Instructions for the task — Each of the following records is to be printed verbatim.

Dataset —
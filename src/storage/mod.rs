//! Core storage
//!
//! Everything the engine persists lives in one [`Document`]:
//! - register schemas and the custom patient field list
//! - captured entries, grouped per register
//! - custom field values per patient
//!
//! A [`DocumentStore`] reads and writes it whole.

mod entries;
pub mod persistence;

pub use entries::EntryLog;
pub use persistence::{DocumentStore, JsonFileStore, MemoryStore};

use std::collections::BTreeMap;

use serde::{Deserialize, Serialize};

use crate::error::SchemaError;
use crate::records::{Entry, EntryKey, PatientCustomFieldValues, SaveAction};
use crate::schema::{FieldList, Register, SchemaTarget};

#[derive(Debug, Clone, Default, PartialEq, Eq, Serialize, Deserialize)]
#[serde(rename_all = "camelCase", default)]
pub struct Document {
    pub registers: Vec<Register>,
    pub custom_patient_fields: FieldList,
    /// Keyed by register name. Survives removal of the register itself.
    pub service_entries: BTreeMap<String, EntryLog>,
    /// Keyed by patient ID.
    pub patient_custom_fields: BTreeMap<String, PatientCustomFieldValues>,
}

impl Document {
    pub fn register(&self, name: &str) -> Result<&Register, SchemaError> {
        self.registers
            .iter()
            .find(|r| r.name == name)
            .ok_or_else(|| SchemaError::RegisterNotFound(name.to_string()))
    }

    pub fn register_mut(&mut self, name: &str) -> Result<&mut Register, SchemaError> {
        self.registers
            .iter_mut()
            .find(|r| r.name == name)
            .ok_or_else(|| SchemaError::RegisterNotFound(name.to_string()))
    }

    pub fn schema(&self, target: SchemaTarget<'_>) -> Result<&FieldList, SchemaError> {
        match target {
            SchemaTarget::Register(name) => Ok(&self.register(name)?.fields),
            SchemaTarget::PatientFields => Ok(&self.custom_patient_fields),
        }
    }

    pub fn schema_mut(&mut self, target: SchemaTarget<'_>) -> Result<&mut FieldList, SchemaError> {
        match target {
            SchemaTarget::Register(name) => Ok(&mut self.register_mut(name)?.fields),
            SchemaTarget::PatientFields => Ok(&mut self.custom_patient_fields),
        }
    }

    pub fn entries(&self, register_name: &str) -> &[Entry] {
        self.service_entries
            .get(register_name)
            .map(EntryLog::as_slice)
            .unwrap_or(&[])
    }

    pub fn find_entry(&self, key: &EntryKey) -> Option<&Entry> {
        self.service_entries
            .get(&key.register_name)
            .and_then(|log| log.find(key))
    }

    pub fn upsert_entry(&mut self, entry: Entry) -> SaveAction {
        self.service_entries
            .entry(entry.register_name.clone())
            .or_default()
            .upsert(entry)
    }
}

#[cfg(test)]
mod tests {
    use super::*;

    #[test]
    fn reads_a_document_with_missing_sections() {
        let document: Document = serde_json::from_str(
            r#"{"registers":[{"name":"OPD","fields":[{"name":"complaint","type":"text"}]}]}"#,
        )
        .unwrap();

        assert_eq!(document.register("OPD").unwrap().fields.len(), 1);
        assert!(document.custom_patient_fields.is_empty());
        assert!(document.entries("OPD").is_empty());
    }

    #[test]
    fn unknown_register_is_reported() {
        let document = Document::default();
        assert_eq!(
            document.schema(SchemaTarget::Register("Lab")).unwrap_err(),
            SchemaError::RegisterNotFound("Lab".to_string())
        );
        assert!(document.schema(SchemaTarget::PatientFields).is_ok());
    }
}
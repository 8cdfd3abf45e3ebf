//! The constraint mini-language: comma-separated `key=value` clauses.
//!
//! Supported keys are `min`, `max` and `regex`. A comma inside a `regex`
//! pattern is kept as part of the pattern, so `regex=^\d{1,3}$` works.
//! Clauses with any other key are ignored.

use regex::Regex;
use thiserror::Error;

#[derive(Debug, Error)]
pub enum ConstraintParseError {
    #[error("'{0}' is not a key=value clause")]
    MalformedClause(String),

    #[error("{key} bound '{value}' is not a number")]
    BadBound { key: String, value: String },

    #[error("invalid regex: {0}")]
    BadRegex(#[from] regex::Error),
}

#[derive(Debug, Clone)]
pub enum Clause {
    Min(f64),
    Max(f64),
    Regex(Regex),
}

impl Clause {
    /// Checks one serialized value; the error names the failed clause.
    pub fn check(&self, value: &str) -> Result<(), String> {
        match self {
            Clause::Min(min) => match parse_number(value) {
                Some(n) if n >= *min => Ok(()),
                Some(_) => Err(format!("must be at least {}", min)),
                None => Err("must be a number".to_string()),
            },
            Clause::Max(max) => match parse_number(value) {
                Some(n) if n <= *max => Ok(()),
                Some(_) => Err(format!("must be at most {}", max)),
                None => Err("must be a number".to_string()),
            },
            Clause::Regex(re) => {
                if re.is_match(value) {
                    Ok(())
                } else {
                    Err(format!("must match {}", re.as_str()))
                }
            }
        }
    }
}

#[derive(Debug, Clone, Default)]
pub struct Constraint {
    clauses: Vec<Clause>,
}

const KNOWN_KEYS: [&str; 3] = ["min", "max", "regex"];

impl Constraint {
    pub fn parse(text: &str) -> Result<Self, ConstraintParseError> {
        // (key, value) pairs; a piece without a known key continues a regex
        let mut pairs: Vec<(String, String)> = Vec::new();

        let mut pieces: Vec<&str> = text.split(',').collect();
        // trailing separators end the text, even after a regex
        while pieces.last().is_some_and(|p| p.trim().is_empty()) {
            pieces.pop();
        }

        for piece in pieces {
            let known = piece.split_once('=').and_then(|(key, value)| {
                let key = key.trim().to_ascii_lowercase();
                KNOWN_KEYS.contains(&key.as_str()).then(|| (key, value.to_string()))
            });

            if let Some(pair) = known {
                pairs.push(pair);
                continue;
            }

            if let Some((key, value)) = pairs.last_mut() {
                if key.as_str() == "regex" {
                    value.push(',');
                    value.push_str(piece);
                    continue;
                }
            }

            if piece.trim().is_empty() {
                continue;
            }

            if !piece.contains('=') {
                return Err(ConstraintParseError::MalformedClause(piece.trim().to_string()));
            }

            log::debug!("ignoring unsupported constraint clause '{}'", piece.trim());
            pairs.push((String::new(), String::new()));
        }

        let mut clauses = Vec::with_capacity(pairs.len());
        for (key, value) in pairs {
            match key.as_str() {
                "min" => clauses.push(Clause::Min(parse_bound(&key, &value)?)),
                "max" => clauses.push(Clause::Max(parse_bound(&key, &value)?)),
                "regex" => clauses.push(Clause::Regex(Regex::new(&value)?)),
                _ => {}
            }
        }

        Ok(Constraint { clauses })
    }

    pub fn clauses(&self) -> &[Clause] {
        &self.clauses
    }

    /// Runs every clause; the first failure is reported.
    pub fn check(&self, value: &str) -> Result<(), String> {
        self.clauses.iter().try_for_each(|clause| clause.check(value))
    }
}

fn parse_bound(key: &str, value: &str) -> Result<f64, ConstraintParseError> {
    parse_number(value).ok_or_else(|| ConstraintParseError::BadBound {
        key: key.to_string(),
        value: value.trim().to_string(),
    })
}

/// Parses a finite number, ignoring surrounding whitespace.
pub fn parse_number(value: &str) -> Option<f64> {
    value.trim().parse::<f64>().ok().filter(|n| n.is_finite())
}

Response area —
filename src/storage/mod.rs
//! Core storage
//!
//! Everything the engine persists lives in one [`Document`]:
//! - register schemas and the custom patient field list
//! - captured entries, grouped per register
//! - custom field values per patient
//!
//! A [`DocumentStore`] reads and writes it whole.

mod entries;
pub mod persistence;

pub use entries::EntryLog;
pub use persistence::{DocumentStore, JsonFileStore, MemoryStore};

use std::collections::BTreeMap;

use serde::{Deserialize, Serialize};

use crate::error::SchemaError;
use crate::records::{Entry, EntryKey, PatientCustomFieldValues, SaveAction};
use crate::schema::{FieldList, Register, SchemaTarget};

#[derive(Debug, Clone, Default, PartialEq, Eq, Serialize, Deserialize)]
#[serde(rename_all = "camelCase", default)]
pub struct Document {
    pub registers: Vec<Register>,
    pub custom_patient_fields: FieldList,
    /// Keyed by register name. Survives removal of the register itself.
    pub service_entries: BTreeMap<String, EntryLog>,
    /// Keyed by patient ID.
    pub patient_custom_fields: BTreeMap<String, PatientCustomFieldValues>,
}

impl Document {
    pub fn register(&self, name: &str) -> Result<&Register, SchemaError> {
        self.registers
            .iter()
            .find(|r| r.name == name)
            .ok_or_else(|| SchemaError::RegisterNotFound(name.to_string()))
    }

    pub fn register_mut(&mut self, name: &str) -> Result<&mut Register, SchemaError> {
        self.registers
            .iter_mut()
            .find(|r| r.name == name)
            .ok_or_else(|| SchemaError::RegisterNotFound(name.to_string()))
    }

    pub fn schema(&self, target: SchemaTarget<'_>) -> Result<&FieldList, SchemaError> {
        match target {
            SchemaTarget::Register(name) => Ok(&self.register(name)?.fields),
            SchemaTarget::PatientFields => Ok(&self.custom_patient_fields),
        }
    }

    pub fn schema_mut(&mut self, target: SchemaTarget<'_>) -> Result<&mut FieldList, SchemaError> {
        match target {
            SchemaTarget::Register(name) => Ok(&mut self.register_mut(name)?.fields),
            SchemaTarget::PatientFields => Ok(&mut self.custom_patient_fields),
        }
    }

    pub fn entries(&self, register_name: &str) -> &[Entry] {
        self.service_entries
            .get(register_name)
            .map(EntryLog::as_slice)
            .unwrap_or(&[])
    }

    pub fn find_entry(&self, key: &EntryKey) -> Option<&Entry> {
        self.service_entries
            .get(&key.register_name)
            .and_then(|log| log.find(key))
    }

    pub fn upsert_entry(&mut self, entry: Entry) -> SaveAction {
        self.service_entries
            .entry(entry.register_name.clone())
            .or_default()
            .upsert(entry)
    }
}

#[cfg(test)]
mod tests {
    use super::*;

    #[test]
    fn reads_a_document_with_missing_sections() {
        let document: Document = serde_json::from_str(
            r#"{"registers":[{"name":"OPD","fields":[{"name":"complaint","type":"text"}]}]}"#,
        )
        .unwrap();

        assert_eq!(document.register("OPD").unwrap().fields.len(), 1);
        assert!(document.custom_patient_fields.is_empty());
        assert!(document.entries("OPD").is_empty());
    }

    #[test]
    fn unknown_register_is_reported() {
        let document = Document::default();
        assert_eq!(
            document.schema(SchemaTarget::Register("Lab")).unwrap_err(),
            SchemaError::RegisterNotFound("Lab".to_string())
        );
        assert!(document.schema(SchemaTarget::PatientFields).is_ok());
    }
}
repository 8cdfd3abf45e3ebf
//! The constraint mini-language: comma-separated `key=value` clauses.
//!
//! Supported keys are `min`, `max` and `regex`. A comma inside a `regex`
//! pattern is kept as part of the pattern, so `regex=^\d{1,3}$` works.
//! Clauses with any other key are ignored.

use regex::Regex;
use thiserror::Error;

#[derive(Debug, Error)]
pub enum ConstraintParseError {
    #[error("'{0}' is not a key=value clause")]
    MalformedClause(String),

    #[error("{key} bound '{value}' is not a number")]
    BadBound { key: String, value: String },

    #[error("invalid regex: {0}")]
    BadRegex(#[from] regex::Error),
}

#[derive(Debug, Clone)]
pub enum Clause {
    Min(f64),
    Max(f64),
    Regex(Regex),
}

impl Clause {
    /// Checks one serialized value; the error names the failed clause.
    pub fn check(&self, value: &str) -> Result<(), String> {
        match self {
            Clause::Min(min) => match parse_number(value) {
                Some(n) if n >= *min => Ok(()),
                Some(_) => Err(format!("must be at least {}", min)),
                None => Err("must be a number".to_string()),
            },
            Clause::Max(max) => match parse_number(value) {
                Some(n) if n <= *max => Ok(()),
                Some(_) => Err(format!("must be at most {}", max)),
                None => Err("must be a number".to_string()),
            },
            Clause::Regex(re) => {
                if re.is_match(value) {
                    Ok(())
                } else {
                    Err(format!("must match {}", re.as_str()))
                }
            }
        }
    }
}

#[derive(Debug, Clone, Default)]
pub struct Constraint {
    clauses: Vec<Clause>,
}

const KNOWN_KEYS: [&str; 3] = ["min", "max", "regex"];

impl Constraint {
    pub fn parse(text: &str) -> Result<Self, ConstraintParseError> {
        // (key, value) pairs; a piece without a known key continues a regex
        let mut pairs: Vec<(String, String)> = Vec::new();

        let mut pieces: Vec<&str> = text.split(',').collect();
        // trailing separators end the text, even after a regex
        while pieces.last().is_some_and(|p| p.trim().is_empty()) {
            pieces.pop();
        }

        for piece in pieces {
            let known = piece.split_once('=').and_then(|(key, value)| {
                let key = key.trim().to_ascii_lowercase();
                KNOWN_KEYS.contains(&key.as_str()).then(|| (key, value.to_string()))
            });

            if let Some(pair) = known {
                pairs.push(pair);
                continue;
            }

            if let Some((key, value)) = pairs.last_mut() {
                if key.as_str() == "regex" {
                    value.push(',');
                    value.push_str(piece);
                    continue;
                }
            }

            if piece.trim().is_empty() {
                continue;
            }

            if !piece.contains('=') {
                return Err(ConstraintParseError::MalformedClause(piece.trim().to_string()));
            }

            log::debug!("ignoring unsupported constraint clause '{}'", piece.trim());
            pairs.push((String::new(), String::new()));
        }

        let mut clauses = Vec::with_capacity(pairs.len());
        for (key, value) in pairs {
            match key.as_str() {
                "min" => clauses.push(Clause::Min(parse_bound(&key, &value)?)),
                "max" => clauses.push(Clause::Max(parse_bound(&key, &value)?)),
                "regex" => clauses.push(Clause::Regex(Regex::new(&value)?)),
                _ => {}
            }
        }

        Ok(Constraint { clauses })
    }

    pub fn clauses(&self) -> &[Clause] {
        &self.clauses
    }

    /// Runs every clause; the first failure is reported.
    pub fn check(&self, value: &str) -> Result<(), String> {
        self.clauses.iter().try_for_each(|clause| clause.check(value))
    }
}

fn parse_bound(key: &str, value: &str) -> Result<f64, ConstraintParseError> {
    parse_number(value).ok_or_else(|| ConstraintParseError::BadBound {
        key: key.to_string(),
        value: value.trim().to_string(),
    })
}

/// Parses a finite number, ignoring surrounding whitespace.
pub fn parse_number(value: &str) -> Option<f64> {
    value.trim().parse::<f64>().ok().filter(|n| n.is_finite())
}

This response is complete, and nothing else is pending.